◆ Work instructions ◆
Working line by line, output the entries below exactly as they appear.

◆ Extracted records ◆
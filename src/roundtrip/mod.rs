//! Round-trip model
//!
//! A round trip is one request plus the response it is expected to produce.
//! Templates inherited from groups and the steps of a case share this type;
//! a step is always executed as the merge of the two.

pub mod client;
pub mod executor;
pub mod matcher;
pub mod merge;
pub mod template;

use serde::{Deserialize, Deserializer};
use serde_json::Value;
use std::collections::BTreeMap;
use std::time::Duration;

pub use client::{HttpClient, HttpResponse, Transport};
pub use executor::Executor;
pub use matcher::ResponseMatcher;
pub use merge::merge;

/// One request/expected-response step
#[derive(Deserialize, Debug, Clone, Default, PartialEq)]
#[serde(rename_all = "camelCase", default)]
pub struct RoundTrip {
    /// Human-readable step description
    pub description: String,
    /// Request to send
    pub request: Request,
    /// Expected response
    pub response: Response,
}

/// Outbound request specification
#[derive(Deserialize, Debug, Clone, Default, PartialEq)]
#[serde(rename_all = "camelCase", default)]
pub struct Request {
    /// HTTP method (default: GET)
    pub method: Option<String>,
    /// Path appended to the target host, may reference `${var}`
    pub path: Option<String>,
    /// Request headers
    pub headers: BTreeMap<String, String>,
    /// Query string parameters
    pub query: BTreeMap<String, String>,
    /// JSON request body
    pub body: Option<Value>,
}

/// Expected response specification
#[derive(Deserialize, Debug, Clone, Default, PartialEq)]
#[serde(rename_all = "camelCase", default)]
pub struct Response {
    /// Expected status code
    pub status_code: Option<u16>,
    /// Expected header values (names are case-insensitive)
    pub headers: BTreeMap<String, String>,
    /// Expected JSON body; objects match partially, everything else exactly
    pub body: Option<Value>,
    /// Variables to capture: name -> selector (`status`, `headers.<name>`, `body.<path>`)
    pub variables: BTreeMap<String, String>,
    /// Poll until the response matches
    pub eventually: Option<Eventually>,
}

/// Polling policy for a step
#[derive(Deserialize, Debug, Clone, Copy, Default, PartialEq, Eq)]
#[serde(default)]
pub struct Eventually {
    /// Overall wait before giving up
    #[serde(deserialize_with = "deserialize_duration")]
    pub timeout: Option<Duration>,
    /// Sleep between attempts
    #[serde(deserialize_with = "deserialize_duration")]
    pub interval: Option<Duration>,
}

/// Parse a duration such as `500ms`, `1s`, `1.5s` or `2m`
///
/// A bare number is read as milliseconds.
pub fn parse_duration(s: &str) -> Option<Duration> {
    let s = s.trim();
    let split = s
        .find(|c: char| !(c.is_ascii_digit() || c == '.'))
        .unwrap_or(s.len());
    let (number, unit) = s.split_at(split);
    let value: f64 = number.parse().ok()?;
    let millis = match unit.trim() {
        "" | "ms" => value,
        "s" => value * 1_000.0,
        "m" => value * 60_000.0,
        _ => return None,
    };
    if !millis.is_finite() || millis < 0.0 {
        return None;
    }
    Some(Duration::from_micros((millis * 1_000.0).round() as u64))
}

fn deserialize_duration<'de, D>(deserializer: D) -> std::result::Result<Option<Duration>, D::Error>
where
    D: Deserializer<'de>,
{
    #[derive(Deserialize)]
    #[serde(untagged)]
    enum Raw {
        Millis(u64),
        Text(String),
    }

    match Option::<Raw>::deserialize(deserializer)? {
        None => Ok(None),
        Some(Raw::Millis(ms)) => Ok(Some(Duration::from_millis(ms))),
        Some(Raw::Text(text)) => parse_duration(&text)
            .map(Some)
            .ok_or_else(|| serde::de::Error::custom(format!("invalid duration '{}'", text))),
    }
}

#[cfg(test)]
mod tests {
    use super::*;

    #[test]
    fn test_parse_duration_units() {
        assert_eq!(parse_duration("500ms"), Some(Duration::from_millis(500)));
        assert_eq!(parse_duration("1s"), Some(Duration::from_secs(1)));
        assert_eq!(parse_duration("1.5s"), Some(Duration::from_millis(1500)));
        assert_eq!(parse_duration("2m"), Some(Duration::from_secs(120)));
        assert_eq!(parse_duration("250"), Some(Duration::from_millis(250)));
        assert_eq!(parse_duration("fast"), None);
        assert_eq!(parse_duration("3h"), None);
    }

    #[test]
    fn test_deserialize_round_trip() {
        let rt: RoundTrip = serde_yaml::from_str(
            r#"
description: create a user
request:
  method: POST
  path: /users
  headers:
    Content-Type: application/json
  body:
    name: alice
response:
  statusCode: 201
  body:
    name: alice
  variables:
    userId: body.id
  eventually:
    timeout: 500ms
    interval: 100
"#,
        )
        .unwrap();

        assert_eq!(rt.request.method.as_deref(), Some("POST"));
        assert_eq!(rt.response.status_code, Some(201));
        assert_eq!(rt.response.variables["userId"], "body.id");
        let ev = rt.response.eventually.unwrap();
        assert_eq!(ev.timeout, Some(Duration::from_millis(500)));
        assert_eq!(ev.interval, Some(Duration::from_millis(100)));
    }

    #[test]
    fn test_empty_eventually_uses_defaults_later() {
        let rt: RoundTrip = serde_yaml::from_str("response:\n  eventually: {}\n").unwrap();
        assert_eq!(rt.response.eventually, Some(Eventually::default()));
    }
}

◆ Response for this exercise ◆
filename src/roundtrip/mod.rs
//! Round-trip model
//!
//! A round trip is one request plus the response it is expected to produce.
//! Templates inherited from groups and the steps of a case share this type;
//! a step is always executed as the merge of the two.

pub mod client;
pub mod executor;
pub mod matcher;
pub mod merge;
pub mod template;

use serde::{Deserialize, Deserializer};
use serde_json::Value;
use std::collections::BTreeMap;
use std::time::Duration;

pub use client::{HttpClient, HttpResponse, Transport};
pub use executor::Executor;
pub use matcher::ResponseMatcher;
pub use merge::merge;

/// One request/expected-response step
#[derive(Deserialize, Debug, Clone, Default, PartialEq)]
#[serde(rename_all = "camelCase", default)]
pub struct RoundTrip {
    /// Human-readable step description
    pub description: String,
    /// Request to send
    pub request: Request,
    /// Expected response
    pub response: Response,
}

/// Outbound request specification
#[derive(Deserialize, Debug, Clone, Default, PartialEq)]
#[serde(rename_all = "camelCase", default)]
pub struct Request {
    /// HTTP method (default: GET)
    pub method: Option<String>,
    /// Path appended to the target host, may reference `${var}`
    pub path: Option<String>,
    /// Request headers
    pub headers: BTreeMap<String, String>,
    /// Query string parameters
    pub query: BTreeMap<String, String>,
    /// JSON request body
    pub body: Option<Value>,
}

/// Expected response specification
#[derive(Deserialize, Debug, Clone, Default, PartialEq)]
#[serde(rename_all = "camelCase", default)]
pub struct Response {
    /// Expected status code
    pub status_code: Option<u16>,
    /// Expected header values (names are case-insensitive)
    pub headers: BTreeMap<String, String>,
    /// Expected JSON body; objects match partially, everything else exactly
    pub body: Option<Value>,
    /// Variables to capture: name -> selector (`status`, `headers.<name>`, `body.<path>`)
    pub variables: BTreeMap<String, String>,
    /// Poll until the response matches
    pub eventually: Option<Eventually>,
}

/// Polling policy for a step
#[derive(Deserialize, Debug, Clone, Copy, Default, PartialEq, Eq)]
#[serde(default)]
pub struct Eventually {
    /// Overall wait before giving up
    #[serde(deserialize_with = "deserialize_duration")]
    pub timeout: Option<Duration>,
    /// Sleep between attempts
    #[serde(deserialize_with = "deserialize_duration")]
    pub interval: Option<Duration>,
}

/// Parse a duration such as `500ms`, `1s`, `1.5s` or `2m`
///
/// A bare number is read as milliseconds.
pub fn parse_duration(s: &str) -> Option<Duration> {
    let s = s.trim();
    let split = s
        .find(|c: char| !(c.is_ascii_digit() || c == '.'))
        .unwrap_or(s.len());
    let (number, unit) = s.split_at(split);
    let value: f64 = number.parse().ok()?;
    let millis = match unit.trim() {
        "" | "ms" => value,
        "s" => value * 1_000.0,
        "m" => value * 60_000.0,
        _ => return None,
    };
    if !millis.is_finite() || millis < 0.0 {
        return None;
    }
    Some(Duration::from_micros((millis * 1_000.0).round() as u64))
}

fn deserialize_duration<'de, D>(deserializer: D) -> std::result::Result<Option<Duration>, D::Error>
where
    D: Deserializer<'de>,
{
    #[derive(Deserialize)]
    #[serde(untagged)]
    enum Raw {
        Millis(u64),
        Text(String),
    }

    match Option::<Raw>::deserialize(deserializer)? {
        None => Ok(None),
        Some(Raw::Millis(ms)) => Ok(Some(Duration::from_millis(ms))),
        Some(Raw::Text(text)) => parse_duration(&text)
            .map(Some)
            .ok_or_else(|| serde::de::Error::custom(format!("invalid duration '{}'", text))),
    }
}

#[cfg(test)]
mod tests {
    use super::*;

    #[test]
    fn test_parse_duration_units() {
        assert_eq!(parse_duration("500ms"), Some(Duration::from_millis(500)));
        assert_eq!(parse_duration("1s"), Some(Duration::from_secs(1)));
        assert_eq!(parse_duration("1.5s"), Some(Duration::from_millis(1500)));
        assert_eq!(parse_duration("2m"), Some(Duration::from_secs(120)));
        assert_eq!(parse_duration("250"), Some(Duration::from_millis(250)));
        assert_eq!(parse_duration("fast"), None);
        assert_eq!(parse_duration("3h"), None);
    }

    #[test]
    fn test_deserialize_round_trip() {
        let rt: RoundTrip = serde_yaml::from_str(
            r#"
description: create a user
request:
  method: POST
  path: /users
  headers:
    Content-Type: application/json
  body:
    name: alice
response:
  statusCode: 201
  body:
    name: alice
  variables:
    userId: body.id
  eventually:
    timeout: 500ms
    interval: 100
"#,
        )
        .unwrap();

        assert_eq!(rt.request.method.as_deref(), Some("POST"));
        assert_eq!(rt.response.status_code, Some(201));
        assert_eq!(rt.response.variables["userId"], "body.id");
        let ev = rt.response.eventually.unwrap();
        assert_eq!(ev.timeout, Some(Duration::from_millis(500)));
        assert_eq!(ev.interval, Some(Duration::from_millis(100)));
    }

    #[test]
    fn test_empty_eventually_uses_defaults_later() {
        let rt: RoundTrip = serde_yaml::from_str("response:\n  eventually: {}\n").unwrap();
        assert_eq!(rt.response.eventually, Some(Eventually::default()));
    }
}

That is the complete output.